ExxonMobil said today it extended its support of the MIT Energy Initiative’s (MITEI) low-carbon energy research and education mission by renewing its status as a founding member for another five years. ExxonMobil first signed on as a member of the initiative in 2014.
“This collaboration between academia and industry has benefited research in areas including solar, mobility and carbon capture, utilization and storage,” says MITEI Director Robert C. Armstrong. “We look forward to ExxonMobil’s continued support of the innovative low-carbon energy research at MIT as we continue working toward a decarbonized future.”
“ExxonMobil has been supporting MITEI researchers over the last five years to help develop breakthrough solutions that can make a difference in emissions reduction,” said Vijay Swarup, vice president of research and development for ExxonMobil Research and Engineering Company. “This agreement is another example of our continued focus to evaluate and expand our portfolio of affordable, scalable ways to reduce carbon dioxide emissions and address the risk of climate change.”
With its renewed membership, ExxonMobil will expand its participation in MITEI’s Low-Carbon Energy Centers. The company will:
- Extend its membership in MITEI’s Center for Carbon Capture, Utilization and Storage.
- Join MITEI’s Center for Energy Storage, which seeks to develop new energy storage technologies for use in renewables-heavy electric power systems, electricity-powered transportation, and other applications.
- Join MITEI’s Mobility Systems Center, its newest Low-Carbon Energy Center.
The company’s membership in the Mobility Systems Center builds on its participation as a sponsor of MITEI’s Mobility of the Future study, which will be published this fall. The study – part of MIT’s five-year Plan for Action on Climate Change – examines how the complex interactions between advanced drivetrain options, alternative fuels, refueling infrastructure, consumer choice, vehicle automation and government policy will shape the future for personal mobility.
Among MITEI projects supported by ExxonMobil is a new multi-level energy assessment tool, the Sustainable Energy System Analysis Modelling Environment, which assesses lifecycle greenhouse gas emissions from various energy sectors. Other ExxonMobil-supported MITEI research over the company’s tenure as a founding member includes an assessment of the future role for carbon capture and storage technology in a portfolio of climate mitigation options and a project that models the lifecycle greenhouse gas emissions of solar power and demonstrates its low carbon intensity.
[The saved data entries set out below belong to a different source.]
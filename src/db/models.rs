use chrono::{DateTime, Utc};
use serde::{Deserialize, Serialize};
use serde_json::Value;

pub const CONVERSATIONS: &str = "conversations";
pub const USER_CONVERSATIONS: &str = "user_conversations";
pub const MESSAGES: &str = "messages";
pub const TASKS: &str = "tasks";
pub const CATEGORIES: &str = "categories";
pub const PROFILES: &str = "profiles";
pub const FOCUS_SESSIONS: &str = "focus_sessions";
pub const NOTIFICATIONS: &str = "notifications";

/// Fixed-width UTC timestamp, so stored values order lexicographically.
pub fn timestamp(at: DateTime<Utc>) -> String {
    at.format("%Y-%m-%dT%H:%M:%S%.6f+00:00").to_string()
}

pub fn now() -> String {
    timestamp(Utc::now())
}

pub fn parse_timestamp(value: &str) -> Option<DateTime<Utc>> {
    DateTime::parse_from_rfc3339(value)
        .ok()
        .map(|at| at.with_timezone(&Utc))
}

// ── Conversations ──

#[derive(Debug, Serialize, Deserialize, Clone, PartialEq)]
pub struct Conversation {
    pub id: String,
    pub name: Option<String>,
    #[serde(default)]
    pub is_group: bool,
    pub avatar_url: Option<String>,
    #[serde(default = "default_category")]
    pub category: String,
    pub created_by: Option<String>,
    pub created_at: String,
    pub updated_at: String,
}

fn default_category() -> String {
    "other".to_string()
}

#[derive(Debug, Serialize, Deserialize, Clone, PartialEq)]
pub struct UserConversation {
    pub id: String,
    pub user_id: String,
    pub conversation_id: String,
    #[serde(default)]
    pub is_pinned: bool,
    pub last_read_at: Option<String>,
    pub joined_at: String,
}

/// A membership row paired with the conversation it points at.
#[derive(Debug, Serialize, Clone, PartialEq)]
pub struct ConversationEntry {
    pub membership: UserConversation,
    pub conversation: Conversation,
}

#[derive(Debug, Serialize, Default, Clone)]
pub struct ConversationUpdate {
    #[serde(skip_serializing_if = "Option::is_none")]
    pub name: Option<String>,
    #[serde(skip_serializing_if = "Option::is_none")]
    pub avatar_url: Option<String>,
    #[serde(skip_serializing_if = "Option::is_none")]
    pub category: Option<String>,
}

// ── Messages ──

#[derive(Debug, Serialize, Deserialize, Clone, Copy, PartialEq, Eq, Default)]
#[serde(rename_all = "lowercase")]
pub enum MessageType {
    #[default]
    Text,
    Voice,
    File,
}

#[derive(Debug, Serialize, Deserialize, Clone, PartialEq)]
pub struct Message {
    pub id: String,
    pub conversation_id: String,
    pub sender_id: String,
    pub content: Option<String>,
    #[serde(default)]
    pub message_type: MessageType,
    pub file_url: Option<String>,
    pub file_name: Option<String>,
    pub voice_duration: Option<i64>,
    pub created_at: String,
    pub updated_at: Option<String>,
}

#[derive(Debug, Serialize, Default, Clone)]
pub struct NewMessage {
    pub content: Option<String>,
    pub message_type: MessageType,
    #[serde(skip_serializing_if = "Option::is_none")]
    pub file_url: Option<String>,
    #[serde(skip_serializing_if = "Option::is_none")]
    pub file_name: Option<String>,
    #[serde(skip_serializing_if = "Option::is_none")]
    pub voice_duration: Option<i64>,
}

impl NewMessage {
    pub fn text(content: impl Into<String>) -> Self {
        Self {
            content: Some(content.into()),
            ..Self::default()
        }
    }

    pub fn voice(file_url: impl Into<String>, duration_secs: i64) -> Self {
        Self {
            message_type: MessageType::Voice,
            file_url: Some(file_url.into()),
            voice_duration: Some(duration_secs),
            ..Self::default()
        }
    }

    pub fn file(file_url: impl Into<String>, file_name: impl Into<String>) -> Self {
        Self {
            message_type: MessageType::File,
            file_url: Some(file_url.into()),
            file_name: Some(file_name.into()),
            ..Self::default()
        }
    }
}

// ── Tasks ──

#[derive(Debug, Serialize, Deserialize, Clone, Copy, PartialEq, Eq, Default)]
#[serde(rename_all = "lowercase")]
pub enum Priority {
    Low,
    #[default]
    Medium,
    High,
}

#[derive(Debug, Serialize, Deserialize, Clone, PartialEq)]
pub struct Task {
    pub id: String,
    pub user_id: String,
    pub title: String,
    pub description: Option<String>,
    #[serde(default)]
    pub priority: Priority,
    pub category_id: Option<String>,
    pub due_date: Option<String>,
    #[serde(default)]
    pub is_completed: bool,
    pub completed_at: Option<String>,
    pub created_from_message_id: Option<String>,
    pub created_at: String,
    pub updated_at: Option<String>,
}

#[derive(Debug, Serialize, Default, Clone)]
pub struct NewTask {
    pub title: String,
    #[serde(skip_serializing_if = "Option::is_none")]
    pub description: Option<String>,
    pub priority: Priority,
    #[serde(skip_serializing_if = "Option::is_none")]
    pub category_id: Option<String>,
    #[serde(skip_serializing_if = "Option::is_none")]
    pub due_date: Option<String>,
    #[serde(skip_serializing_if = "Option::is_none")]
    pub created_from_message_id: Option<String>,
}

#[derive(Debug, Serialize, Default, Clone)]
pub struct TaskUpdate {
    #[serde(skip_serializing_if = "Option::is_none")]
    pub title: Option<String>,
    #[serde(skip_serializing_if = "Option::is_none")]
    pub description: Option<String>,
    #[serde(skip_serializing_if = "Option::is_none")]
    pub priority: Option<Priority>,
    #[serde(skip_serializing_if = "Option::is_none")]
    pub category_id: Option<String>,
    #[serde(skip_serializing_if = "Option::is_none")]
    pub due_date: Option<String>,
}

#[derive(Debug, Serialize, Deserialize, Clone, PartialEq)]
pub struct Category {
    pub id: String,
    pub user_id: String,
    pub name: String,
    pub color: String,
    pub created_at: String,
}

#[derive(Debug, Serialize, Default, Clone)]
pub struct CategoryUpdate {
    #[serde(skip_serializing_if = "Option::is_none")]
    pub name: Option<String>,
    #[serde(skip_serializing_if = "Option::is_none")]
    pub color: Option<String>,
}

// ── Profiles ──

#[derive(Debug, Serialize, Deserialize, Clone, PartialEq)]
pub struct Profile {
    pub id: String,
    pub user_id: String,
    pub display_name: Option<String>,
    pub username: Option<String>,
    pub avatar_url: Option<String>,
    pub bio: Option<String>,
    pub phone_number: Option<String>,
    #[serde(default)]
    pub notification_preferences: Value,
    #[serde(default)]
    pub app_preferences: Value,
    pub created_at: String,
    pub updated_at: Option<String>,
}

#[derive(Debug, Serialize, Default, Clone)]
pub struct ProfileUpdate {
    #[serde(skip_serializing_if = "Option::is_none")]
    pub display_name: Option<String>,
    #[serde(skip_serializing_if = "Option::is_none")]
    pub avatar_url: Option<String>,
    #[serde(skip_serializing_if = "Option::is_none")]
    pub bio: Option<String>,
    #[serde(skip_serializing_if = "Option::is_none")]
    pub phone_number: Option<String>,
    #[serde(skip_serializing_if = "Option::is_none")]
    pub notification_preferences: Option<Value>,
    #[serde(skip_serializing_if = "Option::is_none")]
    pub app_preferences: Option<Value>,
}

// ── Focus ──

/// Append-only log entry; `duration` is in minutes.
#[derive(Debug, Serialize, Deserialize, Clone, PartialEq)]
pub struct FocusSession {
    pub id: String,
    pub user_id: String,
    pub duration: i64,
    pub task_id: Option<String>,
    pub completed_at: String,
    pub created_at: String,
}

#[derive(Debug, Serialize, Deserialize, Clone, PartialEq)]
pub struct DailyFocus {
    pub date: String,
    pub minutes: i64,
}

// ── Notifications ──

#[derive(Debug, Serialize, Deserialize, Clone, Copy, PartialEq, Eq)]
#[serde(rename_all = "lowercase")]
pub enum NotificationKind {
    Message,
    Task,
    Focus,
    System,
}

#[derive(Debug, Serialize, Deserialize, Clone, PartialEq)]
pub struct Notification {
    pub id: String,
    pub user_id: String,
    #[serde(rename = "type")]
    pub kind: NotificationKind,
    pub title: String,
    pub message: Option<String>,
    #[serde(default)]
    pub is_read: bool,
    pub created_at: String,
}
ExxonMobil will also continue to support energy education through MITEI’s undergraduate and graduate programs, including the Energy Fellows Program, which enables graduate students to engage in research in low-carbon energy areas of their choice and prepares them for careers addressing energy and climate challenges.
“The dual challenge of rising energy demand and climate change requires a sophisticated understanding of the systems in which zero-carbon or low-carbon technologies will have to be integrated,” says Louis Carranza, associate director of MITEI. “Our industry members have that, as well as necessary experience delivering solutions at scale, both of which are vital to decarbonizing the energy system.”
The MIT Energy Initiative (MITEI) is MIT’s hub for energy research, education, and outreach. Through these three pillars, MITEI plays a catalytic role in accelerating responses to the many challenges facing our global energy system. MITEI’s mission is to develop low- and no-carbon solutions to efficiently, affordably, and sustainably meet global energy needs while minimizing environmental impacts, dramatically reducing greenhouse gas emissions, and mitigating climate change. To advance this mission, MITEI brings together researchers from across the Institute and facilitates collaborations with industry and government. MITEI and its member companies and organizations support hundreds of research projects across the Institute.